## Brief
Only the lines containing "StoreConfig" belong in the answer; find them in the material below.

## Input data
____________________
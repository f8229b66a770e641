//! Process-wide tracing setup shared by the binaries.

/// Tracing configuration (filters, output format).
pub mod tracing;

pub use self::tracing::LogFormat;

/// Initialize process-wide tracing with JSON output.
///
/// Safe to call multiple times; subsequent calls are no-ops.
pub fn init() {
    tracing::init(LogFormat::Json);
}
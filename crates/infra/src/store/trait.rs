use std::sync::Arc;
use std::time::Duration;

use chrono::{DateTime, Utc};
use thiserror::Error;

use chunkline_core::{BatchError, BatchKey, BatchRecord, LeaseToken};

/// How `find` treats the record's lock.
#[derive(Debug, Copy, Clone, PartialEq, Eq)]
pub enum LockMode {
    /// Plain read; no lock is taken.
    None,
    /// Take the lock if free, otherwise report contention immediately.
    SkipIfLocked,
    /// Wait (up to the store's lock wait) until the lock is free.
    Wait,
}

/// What `find` does when no record exists for the key.
#[derive(Debug, Copy, Clone, PartialEq, Eq)]
pub enum IfMissing {
    /// Report the record as absent.
    Absent,
    /// Create an empty record whose run starts at the given instant.
    Create(DateTime<Utc>),
}

/// A loaded record plus the lease held on it (if a lock was requested).
#[derive(Debug, Clone)]
pub struct LockedRecord {
    pub record: BatchRecord,
    pub lease: Option<LeaseToken>,
}

/// Outcome of a lookup.
#[derive(Debug, Clone)]
pub enum Lookup {
    Found(LockedRecord),
    Absent,
    /// Another holder owns the lock (only with [`LockMode::SkipIfLocked`]).
    Contended,
}

/// Store tuning shared by the implementations.
#[derive(Debug, Clone)]
pub struct StoreConfig {
    /// How long a lock stays valid without release (covers crashed holders).
    pub lease_ttl: Duration,
    /// Upper bound for [`LockMode::Wait`].
    pub lock_wait: Duration,
    /// Re-check interval while waiting for a lock.
    pub lock_poll: Duration,
}

impl Default for StoreConfig {
    fn default() -> Self {
        Self {
            lease_ttl: Duration::from_secs(2 * 60 * 60),
            lock_wait: Duration::from_secs(61 * 60),
            lock_poll: Duration::from_millis(50),
        }
    }
}

impl StoreConfig {
    pub fn with_lease_ttl(mut self, ttl: Duration) -> Self {
        self.lease_ttl = ttl;
        self
    }

    pub fn with_lock_wait(mut self, wait: Duration) -> Self {
        self.lock_wait = wait;
        self
    }
}

/// Record store error.
#[derive(Debug, Clone, Error)]
pub enum StoreError {
    #[error("timed out waiting for lock on {0}")]
    LockTimeout(String),
    #[error("lease on {0} is not held by this token")]
    LeaseMismatch(String),
    #[error("serialization error: {0}")]
    Serialization(String),
    #[error("storage error: {0}")]
    Storage(String),
}

impl From<StoreError> for BatchError {
    fn from(err: StoreError) -> Self {
        BatchError::Store(err.to_string())
    }
}

/// Persistent key-value store for batch records with per-key locking.
///
/// Keys are the records' full store keys (`batch-record-<suffix>`). A lock obtained
/// through `find` must be given back with `release`; leases expire after the store's
/// TTL so a crashed holder cannot block a job forever.
#[async_trait::async_trait]
pub trait RecordStore: Send + Sync {
    /// Load a record, optionally locking it and creating it when missing.
    async fn find(
        &self,
        key: &BatchKey,
        mode: LockMode,
        if_missing: IfMissing,
    ) -> Result<Lookup, StoreError>;

    /// Lock a record, creating an empty one started at `now` when missing.
    async fn lock(
        &self,
        key: &BatchKey,
        mode: LockMode,
        now: DateTime<Utc>,
    ) -> Result<Lookup, StoreError> {
        self.find(key, mode, IfMissing::Create(now)).await
    }

    /// Give back a lock. Releasing a lease on a deleted record is not an error.
    async fn release(&self, key: &BatchKey, lease: LeaseToken) -> Result<(), StoreError>;

    /// Insert or overwrite the record (its lock is left as is).
    async fn save(&self, record: &BatchRecord) -> Result<(), StoreError>;

    /// Delete the record; returns whether it existed.
    async fn delete(&self, key: &BatchKey) -> Result<bool, StoreError>;

    /// All records whose store key starts with `prefix`, ordered by key.
    async fn find_by_key_prefix(&self, prefix: &str) -> Result<Vec<BatchRecord>, StoreError>;
}

#[async_trait::async_trait]
impl<S> RecordStore for Arc<S>
where
    S: RecordStore + ?Sized,
{
    async fn find(
        &self,
        key: &BatchKey,
        mode: LockMode,
        if_missing: IfMissing,
    ) -> Result<Lookup, StoreError> {
        (**self).find(key, mode, if_missing).await
    }

    async fn release(&self, key: &BatchKey, lease: LeaseToken) -> Result<(), StoreError> {
        (**self).release(key, lease).await
    }

    async fn save(&self, record: &BatchRecord) -> Result<(), StoreError> {
        (**self).save(record).await
    }

    async fn delete(&self, key: &BatchKey) -> Result<bool, StoreError> {
        (**self).delete(key).await
    }

    async fn find_by_key_prefix(&self, prefix: &str) -> Result<Vec<BatchRecord>, StoreError> {
        (**self).find_by_key_prefix(prefix).await
    }
}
____________________
## Answer box
pub struct StoreConfig {
impl Default for StoreConfig {
impl StoreConfig {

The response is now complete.